[To reply directly to me, drop one ' i ' from address.]
> I picked up a used glass pot lid, the kind with a metal band around
> the edge. The glass has cooked-on grease on both sides of the glass
> and I can't get this slightly-sticky-in-places residue off. What's a
> good way to get the glass on both sides clean and free of that
> cooked-on grease/fat?
Spray oven cleaner or old fashioned lye. Unless the metal is aluminum,
then use a non-lye oven cleaner, such as one using ethanolamine.
Soak in ammonia.
Hello Stan:
The cooked-on 'varnish' (that is more or less what it is) is awfully
hard to dissolve off. As others mentioned, oven cleaner may work.
I've had some luck cleaning cruddy glass---such as the window of a
toaster oven---- with (a) pumice-containing orange hand cleaner and a
sponge, vigorous rubbing; or (b) steel wool soap pads. Both are fairly
aggressive so I don't use them often, but there seems to be little or
no scratching from occasional use.
Regards -- Terry
Try Bon Ami. It won't scratch the glass and will scrape off the crud.
Dave M.
Try 50% white vinigar & 50% cream of tarter, and scrub with a green pad.
-zero
I just had a similar experience cleaning a glass pie plate.
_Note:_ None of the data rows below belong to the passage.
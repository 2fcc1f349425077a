//! Flow-control windows.
//!
//! A [`Window`] is the byte credit a sender may spend before the receiver
//! grants more with WINDOW_UPDATE. The connection keeps one for itself and one
//! per stream, and a DATA frame spends from both. A [`ReadWindow`] tracks the
//! opposite direction: bytes the application consumed that have not yet been
//! acknowledged to the peer.
//!
//! Neither type blocks. Waiting for credit is the connection's job: it holds
//! the windows under its state lock and parks writers until a credit or a
//! stream removal wakes them.

/// Send-side credit counter.
///
/// The balance is signed because lowering `INITIAL_WINDOW_SIZE` mid-connection
/// may legitimately leave a stream owing credit. Reservations never push the
/// balance below zero.
#[derive(Clone, Copy, Debug, PartialEq, Eq)]
pub struct Window {
    available: i64,
}

impl Window {
    /// Create a window holding `initial` bytes of credit.
    #[must_use]
    pub fn new(initial: u32) -> Self {
        Self {
            available: i64::from(initial),
        }
    }

    /// Current balance in bytes.
    #[must_use]
    pub fn available(&self) -> i64 { self.available }

    /// Returns `true` when at least one byte may be sent.
    #[must_use]
    pub fn has_credit(&self) -> bool { self.available > 0 }

    /// Add `delta` bytes of credit. Negative deltas come from settings changes.
    pub fn credit(&mut self, delta: i64) { self.available = self.available.saturating_add(delta); }

    /// Spend exactly `n` bytes that the caller already bounded by
    /// [`Window::available`].
    pub fn spend(&mut self, n: usize) {
        let n = i64::try_from(n).unwrap_or(i64::MAX);
        debug_assert!(n <= self.available, "spend must not overdraw the window");
        self.available -= n.min(self.available.max(0));
    }

    /// Largest grant this window allows for a request of `requested` bytes.
    #[must_use]
    pub fn grantable(&self, requested: usize) -> usize {
        usize::try_from(self.available.max(0)).map_or(requested, |available| requested.min(available))
    }
}

/// Grant for a reservation against both windows a DATA frame spends from.
///
/// Returns the number of bytes that may be written now: the least of the
/// request, the connection credit, the stream credit and the peer's frame size
/// limit. Both windows are debited by that amount. Returns `0`, leaving both
/// untouched, when either window is exhausted.
///
/// # Examples
///
/// ```
/// use muxwire::flow_control::{Window, reserve};
///
/// let mut connection = Window::new(100);
/// let mut stream = Window::new(40);
/// assert_eq!(reserve(&mut connection, &mut stream, 1_000, 16_384), 40);
/// assert_eq!(connection.available(), 60);
/// assert_eq!(reserve(&mut connection, &mut stream, 1_000, 16_384), 0);
/// ```
pub fn reserve(
    connection: &mut Window,
    stream: &mut Window,
    requested: usize,
    max_frame_size: usize,
) -> usize {
    if !connection.has_credit() || !stream.has_credit() {
        return 0;
    }
    let granted = stream.grantable(connection.grantable(requested.min(max_frame_size)));
    connection.spend(granted);
    stream.spend(granted);
    granted
}

/// Receive-side acknowledgement tracker.
///
/// Received bytes are outstanding until acknowledged. Consumed bytes
/// accumulate until they reach half the advertised window, at which point the
/// caller sends a WINDOW_UPDATE for the whole amount.
#[derive(Clone, Copy, Debug)]
pub struct ReadWindow {
    size: u32,
    outstanding: u32,
    unacknowledged: u32,
    threshold: u32,
}

impl ReadWindow {
    /// Create a tracker for a window of `size` bytes.
    #[must_use]
    pub fn new(size: u32) -> Self {
        Self {
            size,
            outstanding: 0,
            unacknowledged: 0,
            threshold: (size / 2).max(1),
        }
    }

    /// Record `n` received bytes. Returns `false` when the peer overran the
    /// window, in which case nothing is recorded.
    pub fn receive(&mut self, n: usize) -> bool {
        let Ok(n) = u32::try_from(n) else {
            return false;
        };
        match self.outstanding.checked_add(n) {
            Some(total) if total <= self.size => {
                self.outstanding = total;
                true
            }
            _ => false,
        }
    }

    /// Record `n` consumed bytes. Returns the increment to acknowledge, if the
    /// threshold has been reached.
    pub fn consume(&mut self, n: usize) -> Option<u32> {
        let n = u32::try_from(n).unwrap_or(u32::MAX);
        self.unacknowledged = self.unacknowledged.saturating_add(n);
        if self.unacknowledged < self.threshold {
            return None;
        }
        let increment = std::mem::take(&mut self.unacknowledged);
        self.outstanding = self.outstanding.saturating_sub(increment);
        Some(increment)
    }

    /// Bytes consumed but not yet acknowledged.
    #[must_use]
    pub fn unacknowledged(&self) -> u32 { self.unacknowledged }
}
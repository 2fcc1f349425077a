//! Logical streams multiplexed over a connection.
//!
//! A [`Stream`] is a cheap, cloneable handle. The connection's
//! [`table::StreamTable`] keeps one clone for as long as the stream is active;
//! the application holds others. Inbound headers and data are buffered on the
//! stream until the application reads them, and reading is what releases
//! receive-window credit back to the peer.

pub mod table;

use std::{
    collections::VecDeque,
    sync::{Arc, Mutex, MutexGuard, Weak},
};

use bytes::{Bytes, BytesMut};
use tokio::sync::Notify;

use crate::{
    connection::Shared,
    error::{ConnectionError, ErrorCode, Result},
    flow_control::{ReadWindow, Window},
    frame::Header,
};

/// Lifecycle of a stream, seen from the local endpoint.
#[derive(Clone, Copy, Debug, PartialEq, Eq)]
pub enum Lifecycle {
    /// Both directions may carry frames.
    Open,
    /// The local endpoint has finished sending.
    HalfClosedLocal,
    /// The peer has finished sending.
    HalfClosedRemote,
    /// Both directions finished, or the stream was reset.
    Closed,
}

impl Lifecycle {
    fn finish_local(self) -> Self {
        match self {
            Self::Open => Self::HalfClosedLocal,
            Self::HalfClosedRemote | Self::Closed => Self::Closed,
            Self::HalfClosedLocal => self,
        }
    }

    fn finish_remote(self) -> Self {
        match self {
            Self::Open => Self::HalfClosedRemote,
            Self::HalfClosedLocal | Self::Closed => Self::Closed,
            Self::HalfClosedRemote => self,
        }
    }

    fn local_finished(self) -> bool { matches!(self, Self::HalfClosedLocal | Self::Closed) }
}

#[derive(Debug)]
pub(crate) struct StreamState {
    pub(crate) write_window: Window,
    read_window: ReadWindow,
    lifecycle: Lifecycle,
    /// Set once the peer's END_STREAM was seen, independent of resets.
    remote_done: bool,
    reset: Option<ErrorCode>,
    headers: VecDeque<Vec<Header>>,
    data: VecDeque<Bytes>,
}

#[derive(Debug)]
struct StreamInner {
    id: u32,
    locally_initiated: bool,
    connection: Weak<Shared>,
    state: Mutex<StreamState>,
    readable: Notify,
}

/// Outcome of handing inbound DATA to a stream.
#[derive(Debug, PartialEq, Eq)]
pub(crate) enum Delivery {
    /// The bytes were buffered; `closed` reports whether the stream is done.
    Accepted { closed: bool },
    /// The peer overran the stream's receive window.
    FlowControlViolated,
    /// The stream was already reset; the bytes were dropped.
    Discarded,
}

/// Handle to one logical stream.
#[derive(Clone, Debug)]
pub struct Stream {
    inner: Arc<StreamInner>,
}

impl Stream {
    pub(crate) fn new(
        id: u32,
        locally_initiated: bool,
        connection: Weak<Shared>,
        send_window: u32,
        receive_window: u32,
    ) -> Self {
        Self {
            inner: Arc::new(StreamInner {
                id,
                locally_initiated,
                connection,
                state: Mutex::new(StreamState {
                    write_window: Window::new(send_window),
                    read_window: ReadWindow::new(receive_window),
                    lifecycle: Lifecycle::Open,
                    remote_done: false,
                    reset: None,
                    headers: VecDeque::new(),
                    data: VecDeque::new(),
                }),
                readable: Notify::new(),
            }),
        }
    }

    /// Stream identifier.
    #[must_use]
    pub fn id(&self) -> u32 { self.inner.id }

    /// Returns `true` if this endpoint opened the stream.
    #[must_use]
    pub fn is_locally_initiated(&self) -> bool { self.inner.locally_initiated }

    /// Current lifecycle state.
    #[must_use]
    pub fn lifecycle(&self) -> Lifecycle { self.lock().lifecycle }

    /// Returns `true` until the stream is reset or both directions finish.
    #[must_use]
    pub fn is_open(&self) -> bool { self.lifecycle() != Lifecycle::Closed }

    /// Reason the stream was reset, if it was.
    #[must_use]
    pub fn error_code(&self) -> Option<ErrorCode> { self.lock().reset }

    /// Wait for the next header block from the peer.
    ///
    /// # Errors
    ///
    /// Returns [`ConnectionError::StreamReset`] if the stream is reset first,
    /// or [`ConnectionError::StreamClosed`] if the peer finished without
    /// sending further headers.
    pub async fn take_headers(&self) -> Result<Vec<Header>> {
        loop {
            let notified = self.inner.readable.notified();
            tokio::pin!(notified);
            notified.as_mut().enable();
            {
                let mut state = self.lock();
                if let Some(headers) = state.headers.pop_front() {
                    return Ok(headers);
                }
                if let Some(code) = state.reset {
                    return Err(ConnectionError::StreamReset { id: self.id(), code });
                }
                if state.remote_done {
                    return Err(ConnectionError::StreamClosed(self.id()));
                }
            }
            notified.await;
        }
    }

    /// Read the next chunk of body data.
    ///
    /// Returns `Ok(None)` once the peer has finished the stream and every
    /// buffered chunk has been read. Reading releases flow-control credit to
    /// the peer.
    ///
    /// # Errors
    ///
    /// Returns [`ConnectionError::StreamReset`] if the stream was reset before
    /// the peer finished sending. Data buffered before the reset is still
    /// delivered first.
    pub async fn read(&self) -> Result<Option<Bytes>> {
        loop {
            let notified = self.inner.readable.notified();
            tokio::pin!(notified);
            notified.as_mut().enable();
            {
                let mut state = self.lock();
                if let Some(chunk) = state.data.pop_front() {
                    let stream_ack = state.read_window.consume(chunk.len());
                    let remote_done = state.remote_done;
                    drop(state);
                    self.acknowledge(chunk.len(), stream_ack.filter(|_| !remote_done));
                    return Ok(Some(chunk));
                }
                if state.remote_done {
                    return Ok(None);
                }
                if let Some(code) = state.reset {
                    return Err(ConnectionError::StreamReset { id: self.id(), code });
                }
            }
            notified.await;
        }
    }

    /// Read body data until the peer finishes the stream.
    ///
    /// # Errors
    ///
    /// Propagates any error from [`Stream::read`].
    pub async fn read_to_end(&self) -> Result<Bytes> {
        let mut body = BytesMut::new();
        while let Some(chunk) = self.read().await? {
            body.extend_from_slice(&chunk);
        }
        Ok(body.freeze())
    }

    /// Send `data` on this stream, waiting for flow-control credit as needed.
    ///
    /// When `finished` is set the last frame carries END_STREAM and the local
    /// side of the stream is closed.
    ///
    /// # Errors
    ///
    /// Returns [`ConnectionError::StreamClosed`] if the stream leaves the
    /// connection while waiting for credit, or any transport error.
    pub async fn write(&self, data: Bytes, finished: bool) -> Result<()> {
        self.check_writable()?;
        let shared = self.connection()?;
        shared.write_data(self, finished, data).await?;
        if finished {
            self.finish_local(&shared);
        }
        Ok(())
    }

    /// Send a header block on this stream, typically the response to a
    /// peer-initiated stream.
    ///
    /// # Errors
    ///
    /// Returns an error if the stream already finished sending or the
    /// transport fails.
    pub async fn reply(&self, headers: Vec<Header>, finished: bool) -> Result<()> {
        self.check_writable()?;
        let shared = self.connection()?;
        shared.write_headers(self.id(), headers, finished).await?;
        if finished {
            self.finish_local(&shared);
        }
        Ok(())
    }

    /// Reset the stream with `code`. Resetting an already-reset stream does
    /// nothing.
    ///
    /// # Errors
    ///
    /// Returns an error if the RST_STREAM frame cannot be written.
    pub async fn close(&self, code: ErrorCode) -> Result<()> {
        if !self.mark_reset(code) {
            return Ok(());
        }
        let shared = self.connection()?;
        shared.reset_stream(self.id(), code).await
    }

    fn lock(&self) -> MutexGuard<'_, StreamState> {
        self.inner
            .state
            .lock()
            .unwrap_or_else(std::sync::PoisonError::into_inner)
    }

    pub(crate) fn with_state<T>(&self, f: impl FnOnce(&mut StreamState) -> T) -> T {
        f(&mut self.lock())
    }

    fn connection(&self) -> Result<Arc<Shared>> {
        self.inner.connection.upgrade().ok_or(ConnectionError::Shutdown)
    }

    fn check_writable(&self) -> Result<()> {
        let state = self.lock();
        if let Some(code) = state.reset {
            return Err(ConnectionError::StreamReset { id: self.id(), code });
        }
        if state.lifecycle.local_finished() {
            return Err(ConnectionError::InvalidState("stream already finished sending"));
        }
        Ok(())
    }

    fn finish_local(&self, shared: &Shared) {
        let closed = {
            let mut state = self.lock();
            state.lifecycle = state.lifecycle.finish_local();
            state.lifecycle == Lifecycle::Closed
        };
        if closed {
            shared.remove_stream(self.id());
        }
    }

    pub(crate) fn mark_local_finished(&self) {
        let mut state = self.lock();
        state.lifecycle = state.lifecycle.finish_local();
    }

    fn acknowledge(&self, consumed: usize, stream_ack: Option<u32>) {
        if let Some(shared) = self.inner.connection.upgrade() {
            shared.acknowledge(self.id(), consumed, stream_ack);
        }
    }

    /// Buffer an inbound header block. Returns `true` if the stream is now
    /// closed.
    pub(crate) fn receive_headers(&self, headers: Vec<Header>, end_stream: bool) -> bool {
        let closed = {
            let mut state = self.lock();
            state.headers.push_back(headers);
            if end_stream {
                state.remote_done = true;
                state.lifecycle = state.lifecycle.finish_remote();
            }
            state.lifecycle == Lifecycle::Closed
        };
        self.inner.readable.notify_waiters();
        closed
    }

    /// Buffer inbound body data.
    pub(crate) fn receive_data(&self, payload: Bytes, end_stream: bool) -> Delivery {
        let delivery = {
            let mut state = self.lock();
            if state.reset.is_some() {
                return Delivery::Discarded;
            }
            if !state.read_window.receive(payload.len()) {
                return Delivery::FlowControlViolated;
            }
            if !payload.is_empty() {
                state.data.push_back(payload);
            }
            if end_stream {
                state.remote_done = true;
                state.lifecycle = state.lifecycle.finish_remote();
            }
            Delivery::Accepted {
                closed: state.lifecycle == Lifecycle::Closed,
            }
        };
        self.inner.readable.notify_waiters();
        delivery
    }

    /// Record a reset. Returns `false` if the stream was already reset.
    pub(crate) fn mark_reset(&self, code: ErrorCode) -> bool {
        let first = {
            let mut state = self.lock();
            if state.reset.is_some() {
                false
            } else {
                state.reset = Some(code);
                state.lifecycle = Lifecycle::Closed;
                true
            }
        };
        self.inner.readable.notify_waiters();
        first
    }

    /// Add send credit from a WINDOW_UPDATE or a settings change.
    pub(crate) fn credit(&self, delta: i64) { self.lock().write_window.credit(delta); }
}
Use my stainless steel scrubby and it worked a treat. They last
practically forever as well.
I've also found that the green scrubbies (scotch-bright) loose their
tooth with time... I'm always amazed at the comparison when i switch
to a new one.
--
May no harm befall you,
flip
Ich habe keine Ahnung was das bedeutet, oder vielleicht doch?
In my email replace SeeEmmYou.EeeDeeYou with CMU.EDU
Soak in water with a capful of fabric softener.
I clean almost everything with fabric softener.
Search google for uses for fabric softener and you'll get great ideas.
Mrs. Clean
Make a hot solution of gel-auto dishwasher detergent and water and find a
glass or plastic tub big enough for your lid,and soak the lid in the
solution for a couple of hours. If you can keep it hot or warm the whole
time,that's better.
If the metal band is stainless steel and not aluminum,just use Easy-OFF
oven cleaner,as directed on the label.
--
Jim Yanik
jyanik
at
kua.net
>
>Stan wrote:
>> I picked up a used glass pot lid, the kind with a metal band around the
>> edge. The glass has cooked-on grease on both sides of the glass and I can't
>> get this slightly-sticky-in-places residue off. What's a good way to get
>> the glass on both sides clean and free of that cooked-on grease/fat?
>
Here's what worked for me twice:
Use some gel-type paint remover like Kleen-Strip on it. I burned some
caramel in a saucepan some time ago and nothing was working on it. I covered
the bottom of the pot with the remover and stirred, picked and scraped at it
with a popsicle stick once a day for a week and this removed the charred mess.
My wife recently burned some corn in the pot (same pot, too!) last week and
again, this method worked to perfection.
I got the idea from a product that Sunbeam marketed in their repair shops
called Sunbeam Frying Pan Cleaner. I bought some and discovered it was actually
paint remover - one of the ingredients is methylene chloride. I wouldn't try
this stuff on aluminum though, since it tends to turn it black.
> I picked up a used glass pot lid, the kind with a metal band around
You're getting an awful lot of "try this" responses! COuld probably buy a
couple of complete sets for the price of the various things suggested if
you don't have them hanging around.
What the hell. Here's a couple of more.
Greased Lightning with a plastic scour pad.
Carburator cleaner.
Cover the pot lid with a baking soda paste. The next day wash it. If
the gunk is still there, take it outside and spray on some oven
cleaner, wait 10 minutes, rinse, repeat if needed. Use caution.
Bury it in the yard for a month. That will de-grease
almost anything.
Thanks for all the tips. I used Dave M's method--> the Bon Ami. It worked
great: no fumes, no nasty chemicals, no scratches on the glass, and this
cleaning task only took ~ 2 minutes.